Research Summary: Predictive blood-based markers of response to VEGF inhibitors in NSCLC

Grant Recipient: Dr. John V. Heymach
Title of Project: Predictive blood-based markers of response to VEGF inhibitors in NSCLC
Sponsoring Institution: University of Texas M.D. Anderson Cancer Center

Drugs that target tumor blood vessels, such as bevacizumab and other inhibitors of the VEGF pathway, have improved survival in patients with advanced NSCLC, but only a subset of patients benefit significantly from the drugs while others experience no benefit or even life-threatening toxicities. Furthermore, almost all NSCLC tumors eventually become resistant to these treatments. There is therefore a critical unmet need for biomarkers to identify which patients will benefit from a VEGF inhibitor (predictive markers) and to understand how tumors become resistant to these agents. A major challenge for developing these markers is that tumor angiogenesis is promoted by circulating cytokines and angiogenic factors (CAFs) that may be produced by the tumor as well as the host. Therefore, it is likely that predictive markers for VEGF inhibitors may reflect both influences. For this reason, we hypothesize that by comprehensively profiling angiogenesis-related CAFs and other peptides in the blood, as well as germline variations in angiogenesis-related genes, predictive markers for identifying which patients benefit from VEGF inhibitors (alone or with chemotherapy) can be developed and validated.
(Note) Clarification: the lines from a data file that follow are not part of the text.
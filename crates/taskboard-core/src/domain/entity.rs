//! Domain Layer - Core Entity Trait
//!
//! This trait defines the basic contract for all domain entities.
//! All entities must have a unique ID and be thread-safe.

use std::hash::Hash;

use thiserror::Error;

/// Core trait for all domain entities
pub trait Entity: Sized + Send + Sync + Clone {
    /// The type of the entity's unique identifier
    type Id: Clone + Eq + Hash + Send + Sync;

    /// Returns the entity's unique identifier
    fn id(&self) -> &Self::Id;
}

/// Common result type for domain operations
pub type DomainResult<T> = Result<T, DomainError>;

/// Domain-level errors
#[derive(Debug, Clone, PartialEq, Eq, Error)]
pub enum DomainError {
    #[error("Invalid input: {0}")]
    InvalidInput(String),
}
//! Rolling Logger
//!
//! Installs a `tracing` subscriber that writes to daily log files
//! (`<app>.<YYYY-MM-DD>.log`) and mirrors to stderr. Only the newest
//! `max_files` files are kept. The most recent lines are also held in a
//! circular in-memory buffer so a UI can show them without reading files.

use std::collections::VecDeque;
use std::fs::{self, File, OpenOptions};
use std::io::{self, Write};
use std::path::{Path, PathBuf};
use std::sync::{Arc, OnceLock};

use chrono::{Local, NaiveDate};
use parking_lot::Mutex;
use thiserror::Error;
use tracing_subscriber::fmt::writer::MakeWriterExt;
use tracing_subscriber::fmt::MakeWriter;
use tracing_subscriber::EnvFilter;

const DEFAULT_MAX_FILES: usize = 7;
const DEFAULT_BUFFER_LINES: usize = 500;
const DEFAULT_FILTER: &str = "info";

static LOGGER: OnceLock<RollingLogger> = OnceLock::new();

#[derive(Debug, Error)]
pub enum LoggerError {
    #[error("Failed to prepare log directory {path}: {source}")]
    Directory {
        path: PathBuf,
        #[source]
        source: io::Error,
    },
    #[error("Logger already initialized: {0}")]
    AlreadyInitialized(String),
    #[error("Logger not initialized")]
    NotInitialized,
}

/// Logger settings
#[derive(Debug, Clone)]
pub struct LoggerOptions {
    pub dir: PathBuf,
    pub app_name: String,
    /// Number of daily files kept on disk
    pub max_files: usize,
    /// Lines kept in the in-memory buffer
    pub buffer_lines: usize,
    /// Used when `RUST_LOG` is not set
    pub default_filter: String,
}

impl LoggerOptions {
    pub fn new(dir: impl Into<PathBuf>, app_name: &str) -> Self {
        Self {
            dir: dir.into(),
            app_name: app_name.to_string(),
            max_files: DEFAULT_MAX_FILES,
            buffer_lines: DEFAULT_BUFFER_LINES,
            default_filter: DEFAULT_FILTER.to_string(),
        }
    }
}

struct CurrentFile {
    date: NaiveDate,
    file: File,
}

struct Shared {
    options: LoggerOptions,
    current: Mutex<Option<CurrentFile>>,
    recent: Mutex<VecDeque<String>>,
}

/// Daily-rotating file writer with a circular line buffer
#[derive(Clone)]
pub struct RollingLogger {
    shared: Arc<Shared>,
}

impl RollingLogger {
    pub fn new(options: LoggerOptions) -> Result<Self, LoggerError> {
        fs::create_dir_all(&options.dir).map_err(|source| LoggerError::Directory {
            path: options.dir.clone(),
            source,
        })?;
        Ok(Self {
            shared: Arc::new(Shared {
                current: Mutex::new(None),
                recent: Mutex::new(VecDeque::with_capacity(options.buffer_lines)),
                options,
            }),
        })
    }

    /// Most recent lines, oldest first
    pub fn recent_lines(&self) -> Vec<String> {
        self.shared.recent.lock().iter().cloned().collect()
    }

    /// Path of the file written for `date`
    pub fn file_for(&self, date: NaiveDate) -> PathBuf {
        let options = &self.shared.options;
        options
            .dir
            .join(format!("{}.{}.log", options.app_name, date.format("%Y-%m-%d")))
    }

    fn write_record(&self, buf: &[u8]) -> io::Result<()> {
        self.remember(buf);

        let today = Local::now().date_naive();
        let mut current = self.shared.current.lock();
        let stale = current.as_ref().map_or(true, |c| c.date != today);
        if stale {
            let file = OpenOptions::new()
                .create(true)
                .append(true)
                .open(self.file_for(today))?;
            *current = Some(CurrentFile { date: today, file });
            self.prune()?;
        }
        match current.as_mut() {
            Some(c) => c.file.write_all(buf),
            None => Ok(()),
        }
    }

    fn remember(&self, buf: &[u8]) {
        let capacity = self.shared.options.buffer_lines;
        if capacity == 0 {
            return;
        }
        let text = String::from_utf8_lossy(buf);
        let mut recent = self.shared.recent.lock();
        for line in text.lines().filter(|l| !l.trim().is_empty()) {
            if recent.len() == capacity {
                recent.pop_front();
            }
            recent.push_back(line.to_string());
        }
    }

    /// Delete the oldest log files beyond `max_files`
    fn prune(&self) -> io::Result<()> {
        let options = &self.shared.options;
        let mut logs = log_files(&options.dir, &options.app_name)?;
        if logs.len() <= options.max_files {
            return Ok(());
        }
        // Date-stamped names sort chronologically
        logs.sort();
        let excess = logs.len() - options.max_files;
        for old in logs.into_iter().take(excess) {
            fs::remove_file(old)?;
        }
        Ok(())
    }
}

fn log_files(dir: &Path, app_name: &str) -> io::Result<Vec<PathBuf>> {
    let prefix = format!("{app_name}.");
    let mut files = Vec::new();
    for entry in fs::read_dir(dir)? {
        let path = entry?.path();
        let matches = path
            .file_name()
            .and_then(|n| n.to_str())
            .is_some_and(|n| n.starts_with(&prefix) && n.ends_with(".log"));
        if matches {
            files.push(path);
        }
    }
    Ok(files)
}

impl Write for RollingLogger {
    fn write(&mut self, buf: &[u8]) -> io::Result<usize> {
        self.write_record(buf)?;
        Ok(buf.len())
    }

    fn flush(&mut self) -> io::Result<()> {
        match self.shared.current.lock().as_mut() {
            Some(c) => c.file.flush(),
            None => Ok(()),
        }
    }
}

impl<'a> MakeWriter<'a> for RollingLogger {
    type Writer = RollingLogger;

    fn make_writer(&'a self) -> Self::Writer {
        self.clone()
    }
}

/// Install the global logger with default options
pub fn init_logger(dir: impl Into<PathBuf>, app_name: &str) -> Result<(), LoggerError> {
    init_logger_with(LoggerOptions::new(dir, app_name))
}

/// Install the global logger
pub fn init_logger_with(options: LoggerOptions) -> Result<(), LoggerError> {
    if LOGGER.get().is_some() {
        return Err(LoggerError::AlreadyInitialized(
            "rolling logger".to_string(),
        ));
    }
    let filter = EnvFilter::try_from_default_env()
        .unwrap_or_else(|_| EnvFilter::new(&options.default_filter));
    let logger = RollingLogger::new(options)?;

    tracing_subscriber::fmt()
        .with_env_filter(filter)
        .with_ansi(false)
        .with_writer(logger.clone().and(io::stderr))
        .try_init()
        .map_err(|e| LoggerError::AlreadyInitialized(e.to_string()))?;

    let _ = LOGGER.set(logger);
    tracing::info!("Logger initialized");
    Ok(())
}

/// Recent lines of the global logger; empty before initialization
pub fn recent_lines() -> Vec<String> {
    LOGGER.get().map(RollingLogger::recent_lines).unwrap_or_default()
}

pub fn info(message: &str) -> Result<(), LoggerError> {
    LOGGER.get().ok_or(LoggerError::NotInitialized)?;
    tracing::info!("{message}");
    Ok(())
}

pub fn error(message: &str) -> Result<(), LoggerError> {
    LOGGER.get().ok_or(LoggerError::NotInitialized)?;
    tracing::error!("{message}");
    Ok(())
}

#[cfg(test)]
mod tests {
    use super::*;

    fn options(dir: &Path) -> LoggerOptions {
        LoggerOptions {
            max_files: 2,
            buffer_lines: 3,
            ..LoggerOptions::new(dir, "Taskboard")
        }
    }

    #[test]
    fn test_writes_to_dated_file() {
        let dir = tempfile::tempdir().unwrap();
        let mut logger = RollingLogger::new(options(dir.path())).unwrap();

        logger.write_all(b"first line\n").unwrap();
        logger.flush().unwrap();

        let path = logger.file_for(Local::now().date_naive());
        let contents = fs::read_to_string(path).unwrap();
        assert_eq!(contents, "first line\n");
    }

    #[test]
    fn test_buffer_keeps_most_recent_lines() {
        let dir = tempfile::tempdir().unwrap();
        let mut logger = RollingLogger::new(options(dir.path())).unwrap();

        for i in 0..5 {
            logger.write_all(format!("line {i}\n").as_bytes()).unwrap();
        }

        assert_eq!(logger.recent_lines(), ["line 2", "line 3", "line 4"]);
    }

    #[test]
    fn test_old_files_are_pruned() {
        let dir = tempfile::tempdir().unwrap();
        for day in ["2020-01-01", "2020-01-02", "2020-01-03"] {
            fs::write(dir.path().join(format!("Taskboard.{day}.log")), "old\n").unwrap();
        }
        fs::write(dir.path().join("unrelated.txt"), "keep").unwrap();

        let mut logger = RollingLogger::new(options(dir.path())).unwrap();
        logger.write_all(b"today\n").unwrap();

        let mut remaining = log_files(dir.path(), "Taskboard").unwrap();
        remaining.sort();
        assert_eq!(remaining.len(), 2);
        assert_eq!(
            remaining[0].file_name().unwrap().to_str().unwrap(),
            "Taskboard.2020-01-03.log"
        );
        assert!(dir.path().join("unrelated.txt").exists());
    }

    #[test]
    fn test_helpers_require_init() {
        if LOGGER.get().is_none() {
            assert!(matches!(info("hello"), Err(LoggerError::NotInitialized)));
            assert!(recent_lines().is_empty());
        }
    }
}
The PIs of this proposal have already conducted studies establishing three promising and potentially complementary approaches to identify predictive markers using blood samples: 1) multiplex CAF profiling; 2) proteomic analysis using mass spectroscopy (MALDI-TOF); and 3) a signature of single nucleotide polymorphisms (SNPs) in three angiogenesis genes. In this proposal, these three approaches will be tested using samples from completed clinical trials of VEGF inhibitors in NSCLC patients; the most promising markers will then be validated using samples from two independent randomized trials. These studies have the potential to significantly advance the treatment of NSCLC patients by identifying which patients are most likely to benefit from a VEGF inhibitor, and by sparing patients who are unlikely to benefit from these drugs. They can also provide critical insights into mechanisms of resistance that can guide future combination regimens.